The migrant labor system, which was created under Arch British Colonial Imperialist, Cecil John Rose, began after gold and diamonds were discovered in South Africa.
“He decided as the prime minister of the colony, that we must keep African people under a very tight leash,” said Ramphele. “One of the ways to do that was to bring African men to urban areas to work, where they were kept in a highly policed environment so they can’t steal the gold and diamonds they’re mining.”
So, in order to answer the question, “What happens when you restrict people’s physical space,” Ramphele focused on these living conditions, later attaining her doctorate in anthropology as a result of her research on the politics of space.
”If you restrict people’s physical space, their psychological space in also restricted,” said Ramphele. “They cannot develop spiritually and you’re basically undermining their humanity.”
Tapping into her experience as a medical doctor and research as an anthropologist, Dr, Ramphele took on the next phases of her life. She became the deputy vice chancellor at the University of Cape Town, where she was able to help transform the university into a system that “welcomes men and women, black and white.”

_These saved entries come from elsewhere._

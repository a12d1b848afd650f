//! Deterministic detectors for exercising the processing pipeline without
//! a vision backend.

use std::sync::atomic::{AtomicUsize, Ordering};

use crowd_monitor_stream::Frame;

use crate::{DetectError, PersonDetector, Region};

/// Reports the same number of persons on every frame.
#[derive(Debug, Clone, Copy)]
pub struct FixedCountDetector {
    count: u32,
}

impl FixedCountDetector {
    /// Detector that always finds `count` persons.
    #[must_use]
    pub const fn new(count: u32) -> Self {
        Self { count }
    }
}

impl PersonDetector for FixedCountDetector {
    fn detect(&self, frame: &Frame) -> Result<Vec<Region>, DetectError> {
        Ok(synthetic_regions(self.count, frame))
    }

    fn name(&self) -> &'static str {
        "fixed"
    }
}

/// Reports counts from a list in order, repeating the last one once the
/// list is exhausted.
#[derive(Debug)]
pub struct SequenceDetector {
    counts: Vec<u32>,
    cursor: AtomicUsize,
}

impl SequenceDetector {
    /// Detector that walks through `counts`, one per frame.
    #[must_use]
    pub const fn new(counts: Vec<u32>) -> Self {
        Self {
            counts,
            cursor: AtomicUsize::new(0),
        }
    }
}

impl PersonDetector for SequenceDetector {
    fn detect(&self, frame: &Frame) -> Result<Vec<Region>, DetectError> {
        let i = self.cursor.fetch_add(1, Ordering::SeqCst);
        let count = self
            .counts
            .get(i)
            .or_else(|| self.counts.last())
            .copied()
            .unwrap_or(0);
        Ok(synthetic_regions(count, frame))
    }

    fn name(&self) -> &'static str {
        "sequence"
    }
}

fn synthetic_regions(count: u32, frame: &Frame) -> Vec<Region> {
    let width = i32::try_from(frame.width.min(64)).unwrap_or(64);
    let height = i32::try_from(frame.height.min(128)).unwrap_or(128);
    (0..count)
        .map(|i| Region {
            x: i32::try_from(i).unwrap_or(i32::MAX),
            y: 0,
            width,
            height,
            weight: Some(1.0),
        })
        .collect()
}
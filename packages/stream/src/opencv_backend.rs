//! `OpenCV` `VideoCapture` backend.

use opencv::core::Mat;
use opencv::prelude::*;
use opencv::videoio::{self, VideoCapture};

use crate::{CaptureBackend, CaptureHandle, Frame, StreamError};

/// Opens files and network streams through `cv::VideoCapture`.
#[derive(Debug, Default, Clone, Copy)]
pub struct OpenCvBackend;

impl CaptureBackend for OpenCvBackend {
    fn open(&self, locator: &str) -> Result<Box<dyn CaptureHandle>, StreamError> {
        let unavailable = |reason: String| StreamError::SourceUnavailable {
            locator: locator.to_string(),
            reason,
        };

        let capture = VideoCapture::from_file(locator, videoio::CAP_ANY)
            .map_err(|e| unavailable(e.to_string()))?;

        if !capture.is_opened().map_err(|e| unavailable(e.to_string()))? {
            return Err(unavailable("cannot open video source".to_string()));
        }

        Ok(Box::new(OpenCvHandle {
            capture: Some(capture),
        }))
    }

    fn name(&self) -> &'static str {
        "opencv"
    }
}

struct OpenCvHandle {
    capture: Option<VideoCapture>,
}

impl CaptureHandle for OpenCvHandle {
    fn read(&mut self) -> Result<Option<Frame>, StreamError> {
        let Some(capture) = self.capture.as_mut() else {
            return Err(StreamError::ReadFailure {
                message: "capture already released".to_string(),
            });
        };

        let mut mat = Mat::default();
        if !capture.read(&mut mat)? || mat.empty() {
            return Ok(None);
        }

        mat_to_frame(&mat).map(Some)
    }

    fn rewind(&mut self) -> Result<(), StreamError> {
        if let Some(capture) = self.capture.as_mut() {
            capture.set(videoio::CAP_PROP_POS_FRAMES, 0.0)?;
        }
        Ok(())
    }

    fn release(&mut self) {
        if let Some(mut capture) = self.capture.take()
            && let Err(e) = capture.release()
        {
            log::warn!("Failed to release capture: {e}");
        }
    }
}

impl Drop for OpenCvHandle {
    fn drop(&mut self) {
        self.release();
    }
}

/// Copies an 8-bit `Mat` into an owned [`Frame`].
///
/// # Errors
///
/// Returns [`StreamError`] if the matrix is not 8-bit or its dimensions
/// are invalid.
pub fn mat_to_frame(mat: &Mat) -> Result<Frame, StreamError> {
    if mat.depth() != opencv::core::CV_8U {
        return Err(StreamError::InvalidFrame {
            message: format!("unsupported matrix depth {}", mat.depth()),
        });
    }

    let data = if mat.is_continuous() {
        mat.data_bytes()?.to_vec()
    } else {
        mat.try_clone()?.data_bytes()?.to_vec()
    };

    let width = u32::try_from(mat.cols()).map_err(|_| StreamError::InvalidFrame {
        message: format!("negative width {}", mat.cols()),
    })?;
    let height = u32::try_from(mat.rows()).map_err(|_| StreamError::InvalidFrame {
        message: format!("negative height {}", mat.rows()),
    })?;
    let channels = u8::try_from(mat.channels()).map_err(|_| StreamError::InvalidFrame {
        message: format!("unsupported channel count {}", mat.channels()),
    })?;

    Frame::new(data, width, height, channels)
}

As a result of her work, Ramphele became the president of the University of Cape Town from 1996 to 2000. From there, she went on to work in Washington, D.C. as the managing director of the World Bank where she dealt with issues of human development. In 2004, Ramphele was asked by both World Bank and the United Nation to co-chair a global commission on migration.
“Nothing stuck, nothing worked,” said Ramphele. “So, I went back to South Africa and worked in the Eastern Cape to try what I had been working on at a national level at a community level. Fantastic possibilities, but again; the corruption in the country meant that they could allocate money for the project, but it never arrived.”
Despite years of effort, with obstacles circling at every turn, Ramphele has continued to help the people of South Africa achieve everything they’re capable of achieving.
Ramphele Now
“I’ve been an activist now for 50 years. I still don’t give up. And the reason is simple,” said Ramphele. “If I give up, what do I do? I am not prepared to sit down and fold my hands and be depressed. I believe South Africa has all the opportunities and resources to become a great country.”
Looking down at the pattern on her dress, Ramphele laughs and says, “One of the tragedies of Africa is our continent is a cradle of humanity. We should be the leaders. We are people who invented writing, mathematics, cosmology; but that is all lost in the wash. Instead, we tend to emulate other cultures rather than showcase what the continent has to offer. So, this is it!”